‘Trump is mentally sick’
Renowned psychotherapists, intellectuals and media outlets are now unequivocally questioning mental fitness of President Donald Trump for his arrogant behaviour and activities.
They have raised the question a few months ago. The issue of Trump's mental illness came into sharper focus in the last week.
Paul Krugman, the Nobel Prize winning economist tweeted Tuesday that President Donald Trump is “obviously mentally ill.”
Opinion of Krugman may not be given importance as he is not a psychotherapist and as the US Nobel laureate has been a vocal critic of Trump and his policy proposals.
But Krugman is not alone with such an opinion against a president, for the first time in the American history.
A number of renowned psychotherapists have said there is something psychologically wrong with President Trump.
Jhon D Gartner, a renowned registered psychotherapist from Johns Hopkins University Medical School, is one of them. Gartner says that Trump is one with a serious problem.
Gartner warned the “American public about the dangerousness of its new commander-in-chief’s mental state.”
"The fuzzy outlines of President Trump's likely mental illness came into sharper focus this week: in two interviews with major networks, he revealed paranoia and delusion; he quadruple-downed on his fabrication that millions of people voted illegally, which demonstrated he is disconnected from reality itself; his petulant trade war with Mexico reveals that he values self-image even over national interest; his fixation with inaugural crowd size reveals a childish need for attention," said New York Daily News on January 29.
The Independent, UK daily, on January 30 in report titled "Malignant narcisissm': Donald Trump displays classic traits of mental illness, claim psychologists" said more and more mental health experts are sharing their diagnoses to warn the public.
The Citizen Therapists’ manifesto believes Trump’s egotistical ways are creating “the illusion that real Americans can only become winners if others become losers.” “Simply stated, Trumpism is inconsistent with emotionally healthy living,” said the Independent report.
Six months ago, The Atlantic, an American magazine, founded in 1857, however raised the crucial question whether Trump is a sociopath?
In an article on July 20, 2016, The Atlantic quoted Steve Becker, a psychotherapist who specializes in Narcissistic Personality Disorder. Becker has written that “we’ve reached the point where we expect our politicians to behave like psychopaths.”
“Trump’s ‘psychopathy,’ incidentally, is expressive in a less ‘compartmentalized’ form than that of most candidates,” Becker writes, “meaning he’s really more than a ‘political psychopath’—he’s really just broadly, flat-out a psychopath.”

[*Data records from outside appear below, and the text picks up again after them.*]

//! loghive-daemon 진입점
//!
//! 설정을 읽고 검증한 뒤 엔진, 배처, 수집기, 쿼리 서버를 조립하고
//! 종료 시그널까지 대기합니다. 종료 시에는 수집기 -> 배처 -> 엔진
//! 순서로 정리되어 버퍼에 남은 이벤트가 플러시된 후 엔진이 닫힙니다.

use std::sync::Arc;

use anyhow::{Context, Result};
use clap::Parser;
use tokio::sync::mpsc;
use tokio_util::sync::CancellationToken;
use tracing::{error, info};

use loghive_core::config::LoghiveConfig;
use loghive_daemon::cli::DaemonCli;
use loghive_daemon::{logging, metrics_server, server, tls};
use loghive_engine::engine::{Engine, EngineOptions};
use loghive_ingest::batcher::Batcher;
use loghive_ingest::collector::{TcpCollector, UdpCollector};
use loghive_ingest::config::{BatcherConfig, TcpCollectorConfig, UdpCollectorConfig};

#[tokio::main]
async fn main() -> Result<()> {
    let cli = DaemonCli::parse();
    let config = load_config(&cli)?;
    config.validate().context("invalid configuration")?;

    if cli.validate {
        println!("configuration OK: {}", cli.config.display());
        return Ok(());
    }

    logging::init_tracing(&config.general)?;
    info!(
        data_dir = %config.general.data_dir,
        "loghive-daemon starting"
    );

    // 진단 엔드포인트 (설정된 경우)
    if !config.diag.bind.is_empty() {
        metrics_server::install(&config.diag.bind)?;
    }

    let cancel = CancellationToken::new();

    // 엔진
    let mut engine_options = EngineOptions::new(&config.general.data_dir);
    engine_options.num_shards = config.engine.num_shards;
    engine_options.index_duration = config.index_duration();
    engine_options.retention_period = config.retention_period().context("invalid retention")?;
    let engine = Arc::new(
        Engine::open(engine_options)
            .await
            .context("failed to open engine")?,
    );
    info!(
        shards = config.engine.num_shards,
        retention = %config.engine.retention,
        "engine opened"
    );

    // 배처 + 에러 싱크 드레인
    let (flush_tx, mut flush_rx) = mpsc::channel(64);
    let batcher = Batcher::new(Arc::clone(&engine), BatcherConfig::from_core(&config.ingest))
        .error_sink(flush_tx);
    let event_tx = batcher.sender();
    let batcher_task = tokio::spawn(batcher.run(cancel.clone()));

    tokio::spawn(async move {
        while let Some(outcome) = flush_rx.recv().await {
            if let Err(e) = outcome {
                error!(error = %e, "error indexing batch");
            }
        }
    });

    // TCP 수집기 (설정된 경우, 선택적 상호 TLS)
    if !config.ingest.tcp_bind.is_empty() {
        let acceptor = if !config.ingest.tls_cert.is_empty() {
            Some(tls::build_acceptor(
                &config.ingest.tls_cert,
                &config.ingest.tls_key,
            )?)
        } else {
            None
        };

        let collector = TcpCollector::bind(
            TcpCollectorConfig::from_core(&config.ingest),
            event_tx.clone(),
            cancel.clone(),
            acceptor,
        )
        .await
        .context("failed to start TCP collector")?;
        info!(addr = %config.ingest.tcp_bind, "TCP collector started");
        tokio::spawn(collector.run());
    }

    // UDP 수집기 (설정된 경우)
    if !config.ingest.udp_bind.is_empty() {
        let collector = UdpCollector::bind(
            UdpCollectorConfig::from_core(&config.ingest),
            event_tx.clone(),
            cancel.clone(),
        )
        .await
        .context("failed to start UDP collector")?;
        info!(addr = %config.ingest.udp_bind, "UDP collector started");
        tokio::spawn(collector.run());
    }
    drop(event_tx);

    // 쿼리 서버
    let query_server = server::QueryServer::bind(&config.query.bind, Arc::clone(&engine), cancel.clone())
        .await
        .context("failed to start query server")?;
    info!(addr = %config.query.bind, "query server started");
    tokio::spawn(query_server.run());

    // 종료 시그널 대기
    wait_for_shutdown().await;
    info!("shutdown signal received");

    // 수집기/서버/배처 중단 -> 잔여 배치 플러시 -> 엔진 닫기
    cancel.cancel();
    let _ = batcher_task.await;
    engine.close().await.context("failed to close engine")?;

    info!("loghive-daemon shut down");
    Ok(())
}

/// 설정 파일을 읽고 CLI 오버라이드를 적용합니다.
///
/// 기본 경로의 파일이 없으면 기본 설정으로 동작하고, 사용자가 명시한
/// 경로가 없으면 에러입니다.
fn load_config(cli: &DaemonCli) -> Result<LoghiveConfig> {
    let mut config = if cli.config.exists() {
        let raw = std::fs::read_to_string(&cli.config)
            .with_context(|| format!("cannot read config '{}'", cli.config.display()))?;
        toml::from_str(&raw)
            .with_context(|| format!("cannot parse config '{}'", cli.config.display()))?
    } else if cli.config == std::path::Path::new("/etc/loghive/loghive.toml") {
        LoghiveConfig::default()
    } else {
        anyhow::bail!("config file not found: {}", cli.config.display());
    };

    if let Some(level) = &cli.log_level {
        config.general.log_level = level.clone();
    }
    if let Some(format) = &cli.log_format {
        config.general.log_format = format.clone();
    }
    if let Some(data_dir) = &cli.data_dir {
        config.general.data_dir = data_dir.clone();
    }

    Ok(config)
}

/// SIGINT 또는 SIGTERM을 기다립니다.
async fn wait_for_shutdown() {
    use tokio::signal::unix::{signal, SignalKind};

    let mut sigterm = match signal(SignalKind::terminate()) {
        Ok(s) => s,
        Err(e) => {
            error!(error = %e, "failed to install SIGTERM handler");
            let _ = tokio::signal::ctrl_c().await;
            return;
        }
    };

    tokio::select! {
        _ = tokio::signal::ctrl_c() => {}
        _ = sigterm.recv() => {}
    }
}
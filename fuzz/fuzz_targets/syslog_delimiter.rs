#![no_main]

use libfuzzer_sys::fuzz_target;
use loghive_ingest::delimiter::SyslogDelimiter;

fuzz_target!(|data: &[u8]| {
    let mut delimiter = SyslogDelimiter::new();
    for byte in data {
        let _ = delimiter.push(*byte);
    }
    let _ = delimiter.vestige();
});
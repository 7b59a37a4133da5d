//! 에러 타입 — 도메인별 에러 정의

/// Loghive 최상위 에러 타입
#[derive(Debug, thiserror::Error)]
pub enum LoghiveError {
    /// 설정 관련 에러
    #[error("config error: {0}")]
    Config(#[from] ConfigError),

    /// 수집/파싱 파이프라인 에러
    #[error("ingest error: {0}")]
    Ingest(#[from] IngestError),

    /// 인덱스 스토리지 에러
    #[error("storage error: {0}")]
    Storage(#[from] StorageError),

    /// I/O 에러
    #[error("io error: {0}")]
    Io(#[from] std::io::Error),
}

/// 설정 관련 에러
#[derive(Debug, thiserror::Error)]
pub enum ConfigError {
    /// 설정 파일을 찾을 수 없음
    #[error("config file not found: {path}")]
    FileNotFound { path: String },

    /// 설정 파싱 실패
    #[error("failed to parse config: {reason}")]
    ParseFailed { reason: String },

    /// 유효하지 않은 설정 값
    #[error("invalid config value for '{field}': {reason}")]
    InvalidValue { field: String, reason: String },
}

/// 수집/파싱 파이프라인 에러
#[derive(Debug, thiserror::Error)]
pub enum IngestError {
    /// 프레이밍 실패 (delimiter 상태 기계)
    #[error("framing error: {0}")]
    Framing(String),

    /// 레코드 파싱 실패
    #[error("parse failed ({format}): {reason}")]
    Parse { format: String, reason: String },

    /// 수집기 에러 (소켓 바인드, 읽기 등)
    #[error("collector error: {source_type}: {reason}")]
    Collector {
        source_type: String,
        reason: String,
    },

    /// 채널 통신 에러
    #[error("channel error: {0}")]
    Channel(String),
}

/// 인덱스 스토리지 에러
#[derive(Debug, thiserror::Error)]
pub enum StorageError {
    /// 샤드 연산 실패
    #[error("shard error: {0}")]
    Shard(String),

    /// 인덱스 레이아웃/연산 실패
    #[error("index error: {0}")]
    Index(String),

    /// 쿼리 구문 거부
    #[error("{0}")]
    Query(String),

    /// 문서를 찾을 수 없음
    #[error("document {id} not found")]
    NotFound { id: String },
}
//! 쿼리 서버 — 라인 프로토콜 TCP 응답기
//!
//! 연결당 처리:
//! 1. LF로 끝나는 쿼리 한 줄을 읽고 CR/LF를 제거
//! 2. 빈 줄이면 다음 줄 대기
//! 3. `engine.search`를 호출해 레코드를 한 줄씩 내려보냄
//! 4. 스트림이 끝나면 빈 줄(연속 LF 두 개)로 결과의 끝을 알림
//! 5. 다음 쿼리를 위해 루프
//!
//! 검색 에러는 에러 메시지를 그대로 클라이언트에 보내고, 연결은
//! 다음 쿼리를 위해 유지됩니다.

use std::net::SocketAddr;
use std::sync::Arc;

use tokio::io::{AsyncBufReadExt, AsyncWriteExt, BufReader};
use tokio::net::{TcpListener, TcpStream};
use tokio_util::sync::CancellationToken;
use tracing::{debug, info, warn};

use loghive_engine::Engine;

/// 라인 프로토콜 쿼리 서버
pub struct QueryServer {
    listener: TcpListener,
    engine: Arc<Engine>,
    cancel: CancellationToken,
}

impl QueryServer {
    /// 설정된 주소에 바인드하여 서버를 생성합니다.
    pub async fn bind(
        bind_addr: &str,
        engine: Arc<Engine>,
        cancel: CancellationToken,
    ) -> std::io::Result<Self> {
        let listener = TcpListener::bind(bind_addr).await?;
        Ok(Self {
            listener,
            engine,
            cancel,
        })
    }

    /// 실제로 바인드된 로컬 주소를 반환합니다.
    pub fn local_addr(&self) -> std::io::Result<SocketAddr> {
        self.listener.local_addr()
    }

    /// 연결 수락 루프를 실행합니다. 취소될 때까지 실행됩니다.
    pub async fn run(self) {
        info!(addr = ?self.listener.local_addr().ok(), "query server listening");

        loop {
            tokio::select! {
                accepted = self.listener.accept() => {
                    let (stream, peer_addr) = match accepted {
                        Ok(pair) => pair,
                        Err(e) => {
                            warn!(error = %e, "accept failed");
                            continue;
                        }
                    };
                    debug!(peer = %peer_addr, "new query connection");

                    let engine = Arc::clone(&self.engine);
                    let cancel = self.cancel.clone();
                    tokio::spawn(async move {
                        handle_connection(stream, engine, cancel).await;
                        debug!(peer = %peer_addr, "query connection closed");
                    });
                }
                _ = self.cancel.cancelled() => {
                    info!("query server received shutdown signal");
                    break;
                }
            }
        }
    }
}

async fn handle_connection(stream: TcpStream, engine: Arc<Engine>, cancel: CancellationToken) {
    let (read_half, mut write_half) = stream.into_split();
    let mut reader = BufReader::new(read_half);
    let mut line = String::new();

    loop {
        line.clear();
        tokio::select! {
            read = reader.read_line(&mut line) => {
                match read {
                    Ok(0) => return,
                    Ok(_) => {}
                    Err(_) => return,
                }

                let query = line.trim_end_matches(['\r', '\n']);
                if query.is_empty() {
                    continue;
                }

                debug!(query = %query, "executing query");
                match engine.search(query).await {
                    Ok(mut results) => {
                        while let Some(item) = results.recv().await {
                            match item {
                                Ok(doc) => {
                                    if write_half.write_all(doc.as_bytes()).await.is_err()
                                        || write_half.write_all(b"\n").await.is_err()
                                    {
                                        return;
                                    }
                                }
                                Err(e) => {
                                    // 검색 에러는 그대로 클라이언트로
                                    let _ = write_half.write_all(e.to_string().as_bytes()).await;
                                    break;
                                }
                            }
                        }
                    }
                    Err(e) => {
                        if write_half.write_all(e.to_string().as_bytes()).await.is_err() {
                            return;
                        }
                    }
                }

                // 결과의 끝 — 연속 LF 두 개
                if write_half.write_all(b"\n\n").await.is_err() {
                    return;
                }
            }
            _ = cancel.cancelled() => return,
        }
    }
}
//! 엔진 — 열린 인덱스들의 소유자이자 보존 기간 집행자
//!
//! 엔진은 reader-writer 락으로 보호되는 인덱스 정렬 목록을 가집니다.
//! 색인 경로는 읽기 락을, 인덱스 생성과 보존 기간 집행은 쓰기 락을
//! 잡습니다. 기준 시각이 어느 인덱스에도 속하지 않는 이벤트를 만나면
//! 읽기 락을 놓고 쓰기 락을 잡은 뒤 재확인(double-check)하고 생성합니다.
//!
//! 정렬 기준: 종료 시각 내림차순, 같으면 시작 시각 내림차순.
//! 목록의 첫 인덱스가 가장 최신 범위를 담당합니다.

use std::fs;
use std::path::{Path, PathBuf};
use std::sync::Arc;

use chrono::{DateTime, Duration, TimeZone, Utc};
use metrics::{counter, gauge};
use tokio::sync::{mpsc, Mutex, RwLock};
use tokio::task::JoinHandle;
use tokio_util::sync::CancellationToken;
use tracing::{debug, error, info, warn};

use loghive_core::error::LoghiveError;
use loghive_core::event::Event;
use loghive_core::metrics as metric_names;
use loghive_core::pipeline::EventIndexer;
use loghive_query::{Expr, Parser};

use crate::error::EngineError;
use crate::index::{Index, IndexableEvent};

/// 새 인덱스의 기본 샤드 수
pub const DEFAULT_NUM_SHARDS: usize = 16;

/// 기본 인덱스 파티션 폭
pub const DEFAULT_INDEX_DURATION_HOURS: i64 = 24;

/// 기본 보존 기간
pub const DEFAULT_RETENTION_HOURS: i64 = 24 * 7;

/// 보존 기간 검사 주기
pub const RETENTION_CHECK_INTERVAL: std::time::Duration =
    std::time::Duration::from_secs(60 * 60);

/// 검색 쿼리의 기본 필드
const DEFAULT_SEARCH_FIELD: &str = "message";

/// 엔진 구성 옵션
#[derive(Debug, Clone)]
pub struct EngineOptions {
    /// 인덱스 데이터 루트 경로
    pub path: PathBuf,
    /// 새 인덱스당 샤드 수
    pub num_shards: usize,
    /// 인덱스 파티션 폭
    pub index_duration: Duration,
    /// 보존 기간 (인덱스 종료 시각 이후 유지 기간)
    pub retention_period: Duration,
    /// 보존 기간 검사 주기
    pub retention_check_interval: std::time::Duration,
}

impl EngineOptions {
    /// 기본값으로 옵션을 생성합니다.
    pub fn new(path: impl Into<PathBuf>) -> Self {
        Self {
            path: path.into(),
            num_shards: DEFAULT_NUM_SHARDS,
            index_duration: Duration::hours(DEFAULT_INDEX_DURATION_HOURS),
            retention_period: Duration::hours(DEFAULT_RETENTION_HOURS),
            retention_check_interval: RETENTION_CHECK_INTERVAL,
        }
    }
}

struct EngineInner {
    path: PathBuf,
    num_shards: usize,
    index_duration: Duration,
    retention_period: Duration,
    indexes: RwLock<Vec<Arc<Index>>>,
}

/// 인덱싱 엔진
pub struct Engine {
    inner: Arc<EngineInner>,
    cancel: CancellationToken,
    retention_task: Mutex<Option<JoinHandle<()>>>,
}

impl Engine {
    /// 엔진을 엽니다.
    ///
    /// 데이터 디렉토리가 없으면 만들고, 점으로 시작하지 않는 모든 하위
    /// 디렉토리를 인덱스로 연 뒤 정렬합니다. 보존 기간 워커를 시작합니다.
    pub async fn open(options: EngineOptions) -> Result<Self, EngineError> {
        fs::create_dir_all(&options.path)?;

        let mut indexes = Vec::new();
        for entry in fs::read_dir(&options.path)? {
            let entry = entry?;
            let entry_path = entry.path();
            if !entry_path.is_dir() {
                continue;
            }
            let Some(name) = entry_path.file_name().and_then(|n| n.to_str()) else {
                continue;
            };
            if name.starts_with('.') {
                continue;
            }

            let index = Index::open(&entry_path)?;
            info!(
                path = %entry_path.display(),
                shards = index.num_shards(),
                "opened index"
            );
            indexes.push(Arc::new(index));
        }
        sort_indexes(&mut indexes);
        gauge!(metric_names::ENGINE_INDEXES_OPEN).set(indexes.len() as f64);

        let inner = Arc::new(EngineInner {
            path: options.path,
            num_shards: options.num_shards,
            index_duration: options.index_duration,
            retention_period: options.retention_period,
            indexes: RwLock::new(indexes),
        });

        let cancel = CancellationToken::new();
        let retention_task = spawn_retention_worker(
            Arc::clone(&inner),
            cancel.clone(),
            options.retention_check_interval,
        );

        Ok(Self {
            inner,
            cancel,
            retention_task: Mutex::new(Some(retention_task)),
        })
    }

    /// 데이터 루트 경로를 반환합니다.
    pub fn path(&self) -> &Path {
        &self.inner.path
    }

    /// 전체 인덱스의 문서 수 합을 반환합니다.
    pub async fn total(&self) -> u64 {
        let indexes = self.inner.indexes.read().await;
        indexes.iter().map(|i| i.total()).sum()
    }

    /// 현재 열린 인덱스 수를 반환합니다.
    pub async fn index_count(&self) -> usize {
        self.inner.indexes.read().await.len()
    }

    /// 이벤트 배치를 색인합니다. 모든 서브 배치가 완료될 때까지 반환하지
    /// 않습니다.
    pub async fn index(&self, events: Vec<Event>) -> Result<(), EngineError> {
        let docs: Vec<IndexableEvent> = events.into_iter().map(IndexableEvent::new).collect();

        // 1차: 읽기 락 아래에서 대상 인덱스가 없는 기준 시각을 수집
        let missing: Vec<DateTime<Utc>> = {
            let indexes = self.inner.indexes.read().await;
            docs.iter()
                .map(|d| d.event.reference_time())
                .filter(|rt| index_for(&indexes, *rt).is_none())
                .collect()
        };

        // 누락된 범위는 쓰기 락을 잡고 재확인 후 생성
        if !missing.is_empty() {
            let mut indexes = self.inner.indexes.write().await;
            for rt in missing {
                if index_for(&indexes, rt).is_none() {
                    match create_index_for_reference_time(&self.inner, &mut indexes, rt) {
                        Ok(index) => {
                            info!(
                                path = %index.path().display(),
                                shards = index.num_shards(),
                                start = %index.start_time(),
                                end = %index.end_time(),
                                "created index"
                            );
                        }
                        Err(e) => {
                            // 데이터 디렉토리 I/O 장애 또는 계약 위반.
                            // 이 지점의 실패는 복구 불가능한 것으로 취급한다.
                            panic!("failed to create index for {rt}: {e}");
                        }
                    }
                }
            }
            gauge!(metric_names::ENGINE_INDEXES_OPEN).set(indexes.len() as f64);
        }

        // 2차: 읽기 락 아래에서 인덱스별 서브 배치로 나누고 병렬 색인
        let indexes = self.inner.indexes.read().await;

        let mut sub_batches: Vec<(Arc<Index>, Vec<IndexableEvent>)> = Vec::new();
        for doc in docs {
            let rt = doc.event.reference_time();
            let Some(index) = index_for(&indexes, rt) else {
                // 쓰기 락 구간에서 생성을 보장했으므로 도달 불가
                return Err(EngineError::Task(format!(
                    "no index for reference time {rt}"
                )));
            };
            match sub_batches
                .iter_mut()
                .find(|(existing, _)| Arc::ptr_eq(existing, &index))
            {
                Some((_, batch)) => batch.push(doc),
                None => sub_batches.push((index, vec![doc])),
            }
        }

        let mut tasks = Vec::with_capacity(sub_batches.len());
        for (index, batch) in sub_batches {
            tasks.push(tokio::spawn(async move { index.index(batch).await }));
        }
        for task in tasks {
            task.await.map_err(|e| EngineError::Task(e.to_string()))??;
        }
        Ok(())
    }

    /// 검색을 수행합니다.
    ///
    /// 쿼리 문자열을 표현식 트리로 파싱한 뒤, 인덱스를 최신 범위부터
    /// 순서대로 검색하는 생산자 태스크를 띄웁니다. 반환된 수신 채널은
    /// 깊이 1로 제한되어 소비자가 읽는 속도만큼만 문서를 뽑아 옵니다.
    /// 스트림 항목은 원본 레코드 텍스트이며, 에러 발생 시 에러를 담은
    /// 항목을 마지막으로 스트림이 끝납니다.
    pub async fn search(
        &self,
        query: &str,
    ) -> Result<mpsc::Receiver<Result<String, EngineError>>, EngineError> {
        counter!(metric_names::ENGINE_QUERIES_TOTAL).increment(1);

        let expr: Option<Expr> = Parser::new(query, DEFAULT_SEARCH_FIELD)
            .parse()
            .map_err(|e| {
                counter!(metric_names::ENGINE_QUERY_ERRORS_TOTAL).increment(1);
                EngineError::Query(e.to_string())
            })?;

        // 인덱스 목록 스냅샷. 정렬 순서(최신 우선)가 곧 방문 순서다.
        let snapshot: Vec<Arc<Index>> = {
            let indexes = self.inner.indexes.read().await;
            indexes.clone()
        };

        let (tx, rx) = mpsc::channel(1);

        tokio::spawn(async move {
            let Some(expr) = expr else {
                // 빈 쿼리는 빈 결과
                return;
            };

            for index in snapshot {
                debug!(path = %index.path().display(), "searching index");
                let ids = match index.search(&expr).await {
                    Ok(ids) => ids,
                    Err(e) => {
                        error!(error = %e, "search failed");
                        let _ = tx.send(Err(e)).await;
                        return;
                    }
                };

                for id in ids {
                    match index.document(&id).await {
                        Ok(bytes) => {
                            counter!(metric_names::ENGINE_DOCS_RETRIEVED_TOTAL).increment(1);
                            let text = String::from_utf8_lossy(&bytes).into_owned();
                            if tx.send(Ok(text)).await.is_err() {
                                // 소비자가 떠남
                                return;
                            }
                        }
                        Err(e) => {
                            error!(error = %e, id = %id, "document retrieval failed");
                            let _ = tx.send(Err(e)).await;
                            return;
                        }
                    }
                }
            }
        });

        Ok(rx)
    }

    /// 보존 기간을 즉시 집행합니다. 만료된 인덱스를 닫고 디렉토리를
    /// 삭제하며, 삭제에 실패한 인덱스는 목록에 남겨 다음 주기에
    /// 재시도합니다.
    pub async fn enforce_retention(&self, now: DateTime<Utc>) {
        enforce_retention(&self.inner, now).await;
    }

    /// 엔진을 닫습니다.
    ///
    /// 보존 기간 워커를 중단하고 완료를 기다린 뒤 모든 인덱스를 닫습니다.
    /// 진행 중인 색인은 락 순서에 의해 먼저 완료됩니다.
    pub async fn close(&self) -> Result<(), EngineError> {
        self.cancel.cancel();
        if let Some(task) = self.retention_task.lock().await.take() {
            let _ = task.await;
        }

        let indexes = self.inner.indexes.read().await;
        for index in indexes.iter() {
            index.close()?;
        }
        info!(path = %self.inner.path.display(), "engine closed");
        Ok(())
    }
}

impl EventIndexer for Engine {
    async fn index(&self, events: Vec<Event>) -> Result<(), LoghiveError> {
        Engine::index(self, events).await.map_err(LoghiveError::from)
    }
}

/// 정렬: 종료 시각 내림차순, 같으면 시작 시각 내림차순.
fn sort_indexes(indexes: &mut [Arc<Index>]) {
    indexes.sort_by(|a, b| {
        b.end_time()
            .cmp(&a.end_time())
            .then(b.start_time().cmp(&a.start_time()))
    });
}

/// 기준 시각을 담당하는 첫 인덱스를 선형 탐색으로 찾습니다.
fn index_for(indexes: &[Arc<Index>], t: DateTime<Utc>) -> Option<Arc<Index>> {
    indexes.iter().find(|i| i.contains(t)).cloned()
}

/// 기준 시각을 파티션 폭의 배수로 내림합니다 (Unix epoch 기준).
fn truncate(t: DateTime<Utc>, duration: Duration) -> DateTime<Utc> {
    let span = duration.num_nanoseconds().unwrap_or(i64::MAX);
    let nanos = t.timestamp_nanos_opt().unwrap_or_default();
    let rem = nanos.rem_euclid(span);
    Utc.timestamp_nanos(nanos - rem)
}

/// 기준 시각에 맞는 인덱스를 생성합니다. 쓰기 락 아래에서 호출해야 합니다.
///
/// 시작 시각이 기존 인덱스와 충돌하면 그 인덱스의 종료 시각으로 시작
/// 시각을 옮기고, 충돌이 없어질 때까지 반복합니다. 경계 순간의 겹침은
/// 맞닿되 동일하지 않은 범위를 만들 수 있습니다.
fn create_index_for_reference_time(
    inner: &EngineInner,
    indexes: &mut Vec<Arc<Index>>,
    rt: DateTime<Utc>,
) -> Result<Arc<Index>, EngineError> {
    let mut start = truncate(rt, inner.index_duration);
    let end = start + inner.index_duration;

    loop {
        let collision = indexes
            .iter()
            .find(|i| i.start_time() == start)
            .map(|i| i.end_time());
        match collision {
            Some(colliding_end) => {
                start = colliding_end;
                assert!(start <= end, "new start time after end time");
            }
            None => break,
        }
    }

    let index = Arc::new(Index::create(
        &inner.path,
        start,
        end,
        inner.num_shards,
    )?);
    indexes.push(Arc::clone(&index));
    sort_indexes(indexes);
    Ok(index)
}

/// 만료 인덱스를 삭제합니다. 닫은 뒤 디렉토리를 재귀 삭제합니다.
fn delete_index(index: &Arc<Index>) -> Result<(), EngineError> {
    index.close()?;
    fs::remove_dir_all(index.path())?;
    Ok(())
}

async fn enforce_retention(inner: &EngineInner, now: DateTime<Utc>) {
    let mut indexes = inner.indexes.write().await;

    let mut kept = Vec::with_capacity(indexes.len());
    for index in indexes.drain(..) {
        if !index.expired(now, inner.retention_period) {
            kept.push(index);
            continue;
        }

        match delete_index(&index) {
            Ok(()) => {
                info!(path = %index.path().display(), "retention enforcement deleted index");
                counter!(metric_names::RETENTION_DELETIONS_TOTAL).increment(1);
            }
            Err(e) => {
                // 목록에 남겨 다음 주기에 재시도한다
                warn!(
                    path = %index.path().display(),
                    error = %e,
                    "retention enforcement failed to delete index"
                );
                counter!(metric_names::RETENTION_FAILURES_TOTAL).increment(1);
                kept.push(index);
            }
        }
    }
    *indexes = kept;
    gauge!(metric_names::ENGINE_INDEXES_OPEN).set(indexes.len() as f64);
}

fn spawn_retention_worker(
    inner: Arc<EngineInner>,
    cancel: CancellationToken,
    check_interval: std::time::Duration,
) -> JoinHandle<()> {
    tokio::spawn(async move {
        let mut ticker = tokio::time::interval(check_interval);
        ticker.set_missed_tick_behavior(tokio::time::MissedTickBehavior::Skip);
        // 첫 틱은 즉시 발화하므로 소비하고 시작
        ticker.tick().await;

        loop {
            tokio::select! {
                _ = cancel.cancelled() => {
                    debug!("retention worker received shutdown signal");
                    break;
                }
                _ = ticker.tick() => {
                    info!("retention enforcement commencing");
                    counter!(metric_names::RETENTION_RUNS_TOTAL).increment(1);
                    enforce_retention(&inner, Utc::now()).await;
                }
            }
        }
    })
}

Three renowned professor of Psychiatry in last November wrote to then President Barack Obama to conduct ‘a full medical and neuropsychiatric evaluation’ on Donald Trump, president-elect.
"We are writing to express our grave concern regarding the mental stability of our President-Elect. Professional standards do not permit us to venture a diagnosis for a public figure whom we have not evaluated personally," the professors wrote in the letter.
"Nevertheless, his widely reported symptoms of mental instability — including grandiosity, impulsivity, hypersensitivity to slights or criticism, and an apparent inability to distinguish between fantasy and reality — lead us to question his fitness for the immense responsibilities of the office" they asserted.
"We strongly recommend that, in preparation for assuming these responsibilities, he receive a full medical and neuropsychiatric evaluation by an impartial team of investigators."
On December 17, the Huffington Post published an article on the letter wrote to Obama by three professors.
Richard Greene, communication strategist, author of “Words That Shook The World” in the article said virtually every mental health professional he interviewed told him that they believed, with 100% certainty, that Trump satisfied the DSM criteria of this incurable illness and that, as a result, he is a serious danger to the country and the world.
USA Today raised an import question: what will happen if Trump loses his mind?
In an article on January 23, the daily said the verdict on Trump’s mental status, of course, will be out for some time.
"And it's conceivable that there is more method than madness here: The tweets and other headline grabbers could be well-calculated diversions in the service of an objective not yet apparent to those Trump watchers who do not comprehend his tactical brilliance."
"On the other hand, Trump's flabbergasting stream-of-consciousness address to the CIA suggests some degree of detachment from reality," said USA Today.
It says however close we are to a problem, presidential incapacity in a 70-year-old man will never be out of the question. It has certainly been an issue in America’s past, mostly from physical causes.
Trump's presidency however brought some good news for book publishers in USA as BBC in a report on January 29 says Trump has sparked a sales bonanza for publishers of dystopian fiction - as well as his own books on business success.
The reason is clear as Politicus USA in an article on January 28 said Trump’s narcissistic mental defect puts him in the same category as infamous tyrannical dictators like Muammar Gaddafi, Adolf Hitler, and Saddam Hussein.